***** MATERIAL FOR THIS TASK
use serde::Deserialize;

use crate::mcp::backends::{js_literal, parse_json};
use crate::mcp::error::{BackendError, BackendResult};
use crate::mcp::script;

#[derive(Debug, Clone, Deserialize)]
pub struct ReminderList {
    pub name: String,
    pub id: String,
}

#[derive(Debug, Clone, Deserialize)]
#[serde(rename_all = "camelCase")]
pub struct Reminder {
    pub id: String,
    pub name: String,
    #[serde(default)]
    pub body: Option<String>,
    #[serde(default)]
    pub completed: bool,
    #[serde(default)]
    pub due_date: Option<String>,
    #[serde(default)]
    pub list_name: String,
}

#[derive(Debug, Clone, Default)]
pub struct NewReminder {
    pub name: String,
    pub list_name: Option<String>,
    pub notes: Option<String>,
    /// ISO 8601, passed straight to `new Date(...)`.
    pub due_date: Option<String>,
}

/// JXA snippet mapping a reminder object to the `Reminder` JSON shape.
const REMINDER_JSON: &str = "r => ({ id: r.id(), name: r.name(), body: r.body(), completed: r.completed(), \
     dueDate: r.dueDate() ? r.dueDate().toISOString() : null, listName: r.container().name() })";

/// Reminders.app access.
pub struct Reminders;

impl Reminders {
    pub fn new() -> Self {
        Self
    }

    pub async fn connect() -> BackendResult<Self> {
        script::probe("Reminders", r#"tell application "Reminders" to count every list"#).await?;
        Ok(Self::new())
    }

    pub async fn lists(&self) -> BackendResult<Vec<ReminderList>> {
        let output = script::run_jxa(
            "const R = Application('Reminders');\n\
             JSON.stringify(R.lists().map(l => ({ name: l.name(), id: l.id() })));",
        )
        .await?;
        parse_json(&output)
    }

    /// Incomplete reminders across every list.
    pub async fn open_items(&self) -> BackendResult<Vec<Reminder>> {
        let script = format!(
            "const R = Application('Reminders');\n\
             JSON.stringify(R.reminders.whose({{ completed: false }})().map({REMINDER_JSON}));"
        );
        parse_json(&script::run_jxa(&script).await?)
    }

    pub async fn search(&self, text: &str) -> BackendResult<Vec<Reminder>> {
        let script = format!(
            "const R = Application('Reminders');\n\
             const q = {q};\n\
             JSON.stringify(R.reminders.whose({{ _or: [{{ name: {{ _contains: q }} }}, {{ body: {{ _contains: q }} }}] }})().map({REMINDER_JSON}));",
            q = js_literal(text),
        );
        parse_json(&script::run_jxa(&script).await?)
    }

    /// Bring Reminders to the front showing the first match.
    pub async fn open(&self, text: &str) -> BackendResult<Option<Reminder>> {
        let found = self.search(text).await?;
        let Some(first) = found.into_iter().next() else {
            return Ok(None);
        };
        let script = format!(
            "const R = Application('Reminders');\n\
             R.activate();\n\
             const r = R.reminders.byId({id});\n\
             R.show(r);\n\
             'ok';",
            id = js_literal(&first.id),
        );
        script::run_jxa(&script).await?;
        Ok(Some(first))
    }

    pub async fn by_list_id(&self, list_id: &str) -> BackendResult<Vec<Reminder>> {
        let script = format!(
            "const R = Application('Reminders');\n\
             const list = R.lists.byId({id});\n\
             JSON.stringify(list.reminders().map({REMINDER_JSON}));",
            id = js_literal(list_id),
        );
        parse_json(&script::run_jxa(&script).await?)
    }

    pub async fn create(&self, reminder: &NewReminder) -> BackendResult<Reminder> {
        if reminder.name.trim().is_empty() {
            return Err(BackendError::Rejected("reminder name must not be empty".to_string()));
        }
        let list = match reminder.list_name.as_deref() {
            Some(name) => format!(
                "(R.lists.whose({{ name: {n} }})().length ? R.lists.whose({{ name: {n} }})()[0] : R.defaultList())",
                n = js_literal(name)
            ),
            None => "R.defaultList()".to_string(),
        };
        let mut props = format!("name: {}", js_literal(&reminder.name));
        if let Some(notes) = reminder.notes.as_deref() {
            props.push_str(&format!(", body: {}", js_literal(notes)));
        }
        if let Some(due) = reminder.due_date.as_deref() {
            props.push_str(&format!(", dueDate: new Date({})", js_literal(due)));
        }
        let script = format!(
            "const R = Application('Reminders');\n\
             const list = {list};\n\
             const r = R.Reminder({{ {props} }});\n\
             list.reminders.push(r);\n\
             JSON.stringify(({REMINDER_JSON})(list.reminders()[list.reminders().length - 1]));"
        );
        let output = script::run_jxa(&script).await?;
        Ok(serde_json::from_str(output.trim())?)
    }
}
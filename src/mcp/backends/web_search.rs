use std::time::Duration;

use once_cell::sync::Lazy;
use regex::Regex;
use reqwest::Client;
use tracing::debug;
use url::Url;

use crate::mcp::error::{BackendError, BackendResult};
use crate::shared::config::WebSearchConfig;

#[derive(Debug, Clone, PartialEq, Eq)]
pub struct SearchResult {
    pub title: String,
    pub url: String,
    pub snippet: String,
}

static RESULT_LINK: Lazy<Regex> = Lazy::new(|| {
    Regex::new(r#"(?s)<a[^>]*class="result__a"[^>]*href="([^"]*)"[^>]*>(.*?)</a>"#)
        .expect("valid result link pattern")
});

static RESULT_SNIPPET: Lazy<Regex> = Lazy::new(|| {
    Regex::new(r#"(?s)<a[^>]*class="result__snippet"[^>]*>(.*?)</a>"#)
        .expect("valid snippet pattern")
});

static TAG: Lazy<Regex> = Lazy::new(|| Regex::new(r"<[^>]+>").expect("valid tag pattern"));

/// HTML search page scraper.
pub struct WebSearch {
    http: Client,
    config: WebSearchConfig,
}

impl WebSearch {
    pub fn new(config: WebSearchConfig) -> BackendResult<Self> {
        let http = Client::builder()
            .user_agent(config.user_agent.clone())
            .timeout(Duration::from_secs(config.timeout_secs))
            .build()?;
        Ok(Self { http, config })
    }

    /// No OS permission is involved, so there is nothing to probe.
    pub fn connect(config: WebSearchConfig) -> BackendResult<Self> {
        Self::new(config)
    }

    pub async fn search(&self, query: &str) -> BackendResult<Vec<SearchResult>> {
        if query.trim().is_empty() {
            return Err(BackendError::Rejected("query must not be empty".to_string()));
        }
        debug!("Web search for {:?}", query);
        let resp = self
            .http
            .get(&self.config.endpoint)
            .query(&[("q", query)])
            .send()
            .await?
            .error_for_status()?;
        let html = resp.text().await?;
        Ok(parse_results(&html, self.config.max_results))
    }
}

/// Scrape result links and snippets from a search results page. Snippets
/// are paired with links by position.
fn parse_results(html: &str, max: usize) -> Vec<SearchResult> {
    let snippets: Vec<String> = RESULT_SNIPPET
        .captures_iter(html)
        .map(|c| clean_text(&c[1]))
        .collect();

    RESULT_LINK
        .captures_iter(html)
        .enumerate()
        .filter_map(|(i, c)| {
            let url = resolve_link(&c[1])?;
            let title = clean_text(&c[2]);
            if title.is_empty() {
                return None;
            }
            Some(SearchResult {
                title,
                url,
                snippet: snippets.get(i).cloned().unwrap_or_default(),
            })
        })
        .take(max)
        .collect()
}

/// Undo the search engine's redirect wrapper (`/l/?uddg=<target>`).
fn resolve_link(href: &str) -> Option<String> {
    let href = decode_entities(href);
    let absolute = if href.starts_with("//") {
        format!("https:{href}")
    } else {
        href
    };
    let parsed = Url::parse(&absolute).ok()?;
    if let Some((_, target)) = parsed.query_pairs().find(|(k, _)| k == "uddg") {
        return Some(target.into_owned());
    }
    matches!(parsed.scheme(), "http" | "https").then(|| parsed.to_string())
}

fn clean_text(fragment: &str) -> String {
    let stripped = TAG.replace_all(fragment, "");
    decode_entities(stripped.trim())
        .split_whitespace()
        .collect::<Vec<_>>()
        .join(" ")
}

fn decode_entities(text: &str) -> String {
    text.replace("&amp;", "&")
        .replace("&quot;", "\"")
        .replace("&#x27;", "'")
        .replace("&#39;", "'")
        .replace("&lt;", "<")
        .replace("&gt;", ">")
        .replace("&nbsp;", " ")
}

#[cfg(test)]
mod tests {
    use super::*;

    const PAGE: &str = r##"
<div class="result">
  <h2><a rel="nofollow" class="result__a" href="//duckduckgo.com/l/?uddg=https%3A%2F%2Fwww.rust-lang.org%2F&amp;rut=abc">The <b>Rust</b> Programming Language</a></h2>
  <a class="result__snippet" href="#">A language empowering <b>everyone</b> &amp; more.</a>
</div>
<div class="result">
  <h2><a rel="nofollow" class="result__a" href="https://doc.rust-lang.org/book/">The Book</a></h2>
  <a class="result__snippet" href="#">Learn Rust.</a>
</div>
<div class="result">
  <h2><a rel="nofollow" class="result__a" href="javascript:void(0)">Ad</a></h2>
</div>"##;

    #[test]
    fn test_parse_results_unwraps_redirects() {
        let results = parse_results(PAGE, 10);
        assert_eq!(results.len(), 2);
        assert_eq!(results[0].title, "The Rust Programming Language");
        assert_eq!(results[0].url, "https://www.rust-lang.org/");
        assert_eq!(results[0].snippet, "A language empowering everyone & more.");
        assert_eq!(results[1].url, "https://doc.rust-lang.org/book/");
    }

    #[test]
    fn test_parse_results_respects_max() {
        assert_eq!(parse_results(PAGE, 1).len(), 1);
        assert!(parse_results("<html></html>", 5).is_empty());
    }
}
**********
**TASK GOAL**: On how many lines above does the word "Duration" appear? Answer with that figure only.

**REPLY**: 2